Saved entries
┄┄┄┄┄┄
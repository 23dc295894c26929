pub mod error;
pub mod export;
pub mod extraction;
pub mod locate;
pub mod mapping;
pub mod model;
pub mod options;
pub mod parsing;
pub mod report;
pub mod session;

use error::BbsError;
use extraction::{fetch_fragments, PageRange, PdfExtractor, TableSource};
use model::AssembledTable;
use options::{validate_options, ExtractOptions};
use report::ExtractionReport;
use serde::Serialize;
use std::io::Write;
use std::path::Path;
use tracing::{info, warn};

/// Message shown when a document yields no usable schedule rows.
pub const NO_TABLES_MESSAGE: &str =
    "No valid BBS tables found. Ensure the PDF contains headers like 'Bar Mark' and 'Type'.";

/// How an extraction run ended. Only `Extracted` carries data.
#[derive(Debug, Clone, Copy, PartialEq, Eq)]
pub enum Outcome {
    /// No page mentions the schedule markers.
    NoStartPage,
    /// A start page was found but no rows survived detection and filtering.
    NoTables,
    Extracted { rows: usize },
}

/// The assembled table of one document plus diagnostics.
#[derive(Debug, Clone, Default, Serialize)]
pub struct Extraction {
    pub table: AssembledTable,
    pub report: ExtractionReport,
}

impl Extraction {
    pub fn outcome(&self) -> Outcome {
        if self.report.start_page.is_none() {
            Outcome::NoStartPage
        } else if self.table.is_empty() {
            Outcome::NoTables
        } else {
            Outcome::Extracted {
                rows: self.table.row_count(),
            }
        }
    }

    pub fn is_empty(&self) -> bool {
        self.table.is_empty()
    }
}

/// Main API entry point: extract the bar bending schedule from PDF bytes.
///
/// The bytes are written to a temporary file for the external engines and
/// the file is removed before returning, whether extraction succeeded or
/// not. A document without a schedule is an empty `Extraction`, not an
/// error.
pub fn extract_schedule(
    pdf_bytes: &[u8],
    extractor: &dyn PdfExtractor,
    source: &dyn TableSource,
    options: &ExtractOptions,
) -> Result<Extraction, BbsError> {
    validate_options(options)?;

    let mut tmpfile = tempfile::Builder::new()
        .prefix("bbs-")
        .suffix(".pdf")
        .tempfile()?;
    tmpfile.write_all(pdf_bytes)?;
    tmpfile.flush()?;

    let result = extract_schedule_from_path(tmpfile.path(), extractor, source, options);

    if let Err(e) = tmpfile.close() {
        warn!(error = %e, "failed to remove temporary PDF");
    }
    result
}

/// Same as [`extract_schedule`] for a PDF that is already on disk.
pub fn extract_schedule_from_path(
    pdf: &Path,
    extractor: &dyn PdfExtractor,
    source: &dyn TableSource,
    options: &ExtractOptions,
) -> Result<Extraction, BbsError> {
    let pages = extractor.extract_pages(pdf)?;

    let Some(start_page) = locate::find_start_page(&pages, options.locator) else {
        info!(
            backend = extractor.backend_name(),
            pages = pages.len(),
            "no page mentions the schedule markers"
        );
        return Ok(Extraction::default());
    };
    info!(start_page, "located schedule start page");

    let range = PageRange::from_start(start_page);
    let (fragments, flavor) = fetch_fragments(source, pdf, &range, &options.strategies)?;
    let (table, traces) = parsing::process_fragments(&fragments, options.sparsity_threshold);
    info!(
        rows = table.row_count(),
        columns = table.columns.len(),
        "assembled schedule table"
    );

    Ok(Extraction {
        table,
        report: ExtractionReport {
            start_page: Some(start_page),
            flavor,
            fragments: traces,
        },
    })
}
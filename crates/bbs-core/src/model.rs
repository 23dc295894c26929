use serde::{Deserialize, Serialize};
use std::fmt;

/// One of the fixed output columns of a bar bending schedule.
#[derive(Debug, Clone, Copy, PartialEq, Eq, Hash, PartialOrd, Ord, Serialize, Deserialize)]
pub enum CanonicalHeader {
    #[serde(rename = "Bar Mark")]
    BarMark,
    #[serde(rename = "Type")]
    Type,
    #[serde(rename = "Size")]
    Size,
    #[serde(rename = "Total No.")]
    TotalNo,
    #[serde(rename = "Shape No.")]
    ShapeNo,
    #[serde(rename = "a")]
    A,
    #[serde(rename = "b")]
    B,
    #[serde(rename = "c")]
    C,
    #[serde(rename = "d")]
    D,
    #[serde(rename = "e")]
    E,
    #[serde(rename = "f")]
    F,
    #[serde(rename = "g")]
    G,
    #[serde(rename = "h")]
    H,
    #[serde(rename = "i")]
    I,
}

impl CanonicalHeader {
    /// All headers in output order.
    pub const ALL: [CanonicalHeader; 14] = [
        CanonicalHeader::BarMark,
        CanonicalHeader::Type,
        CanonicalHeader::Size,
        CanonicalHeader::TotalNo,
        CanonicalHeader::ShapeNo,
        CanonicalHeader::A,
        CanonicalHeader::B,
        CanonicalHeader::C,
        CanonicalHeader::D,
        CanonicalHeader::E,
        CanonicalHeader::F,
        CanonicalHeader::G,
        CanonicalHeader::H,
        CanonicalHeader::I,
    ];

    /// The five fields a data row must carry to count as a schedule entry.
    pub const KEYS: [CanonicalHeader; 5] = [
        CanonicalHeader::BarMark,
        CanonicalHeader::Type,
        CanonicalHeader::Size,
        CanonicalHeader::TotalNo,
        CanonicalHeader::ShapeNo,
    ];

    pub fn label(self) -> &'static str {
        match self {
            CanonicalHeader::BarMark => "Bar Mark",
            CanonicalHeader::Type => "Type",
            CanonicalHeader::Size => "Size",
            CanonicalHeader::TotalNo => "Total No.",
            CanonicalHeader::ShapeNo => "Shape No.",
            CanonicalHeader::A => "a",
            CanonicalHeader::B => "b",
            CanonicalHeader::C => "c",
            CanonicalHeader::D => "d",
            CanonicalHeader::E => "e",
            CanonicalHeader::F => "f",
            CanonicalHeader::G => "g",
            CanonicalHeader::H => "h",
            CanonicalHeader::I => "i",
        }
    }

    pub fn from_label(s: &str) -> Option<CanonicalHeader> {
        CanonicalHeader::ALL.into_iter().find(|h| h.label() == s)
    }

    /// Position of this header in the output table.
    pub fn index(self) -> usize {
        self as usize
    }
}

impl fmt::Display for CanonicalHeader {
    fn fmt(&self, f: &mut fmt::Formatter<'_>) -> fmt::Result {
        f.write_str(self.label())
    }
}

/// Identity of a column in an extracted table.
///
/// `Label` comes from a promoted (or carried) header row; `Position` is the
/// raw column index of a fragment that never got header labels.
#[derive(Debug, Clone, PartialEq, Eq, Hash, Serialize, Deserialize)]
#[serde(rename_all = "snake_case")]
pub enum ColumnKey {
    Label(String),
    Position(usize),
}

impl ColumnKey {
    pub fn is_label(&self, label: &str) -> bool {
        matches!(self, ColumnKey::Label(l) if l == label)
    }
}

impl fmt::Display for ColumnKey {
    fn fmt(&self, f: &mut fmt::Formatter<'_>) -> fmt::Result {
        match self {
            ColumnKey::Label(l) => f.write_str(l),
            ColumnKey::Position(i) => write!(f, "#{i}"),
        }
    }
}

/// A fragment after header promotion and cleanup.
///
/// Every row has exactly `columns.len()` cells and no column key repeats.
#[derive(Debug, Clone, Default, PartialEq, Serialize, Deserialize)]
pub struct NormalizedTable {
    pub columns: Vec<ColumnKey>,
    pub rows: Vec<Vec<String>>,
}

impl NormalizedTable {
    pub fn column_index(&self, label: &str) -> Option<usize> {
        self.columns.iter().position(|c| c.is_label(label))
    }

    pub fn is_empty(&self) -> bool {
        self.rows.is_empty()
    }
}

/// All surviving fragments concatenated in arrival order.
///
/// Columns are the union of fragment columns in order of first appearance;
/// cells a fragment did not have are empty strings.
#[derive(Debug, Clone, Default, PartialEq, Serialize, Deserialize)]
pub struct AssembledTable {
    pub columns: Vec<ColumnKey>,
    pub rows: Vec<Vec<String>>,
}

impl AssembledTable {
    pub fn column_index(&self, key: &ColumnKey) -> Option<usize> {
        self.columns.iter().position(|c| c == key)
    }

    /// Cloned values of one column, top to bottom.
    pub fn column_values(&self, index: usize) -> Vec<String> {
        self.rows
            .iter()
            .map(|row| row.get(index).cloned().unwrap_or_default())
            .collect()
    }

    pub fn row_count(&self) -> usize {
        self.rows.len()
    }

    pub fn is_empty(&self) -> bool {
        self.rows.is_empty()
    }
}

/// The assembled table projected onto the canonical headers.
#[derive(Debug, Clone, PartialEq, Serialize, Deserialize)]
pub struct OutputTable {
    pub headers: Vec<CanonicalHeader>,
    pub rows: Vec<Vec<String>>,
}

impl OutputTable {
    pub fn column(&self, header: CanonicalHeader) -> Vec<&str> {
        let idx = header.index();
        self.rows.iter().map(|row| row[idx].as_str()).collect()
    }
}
┄┄┄┄┄┄
**Assignment**
Reproduce only the lines above spanning from the line containing "detection and filtering." through the line containing "pub fn outcome(&self)", word for word.

**Task response**
    /// A start page was found but no rows survived detection and filtering.
    NoTables,
    Extracted { rows: usize },
}

/// The assembled table of one document plus diagnostics.
#[derive(Debug, Clone, Default, Serialize)]
pub struct Extraction {
    pub table: AssembledTable,
    pub report: ExtractionReport,
}

impl Extraction {
    pub fn outcome(&self) -> Outcome {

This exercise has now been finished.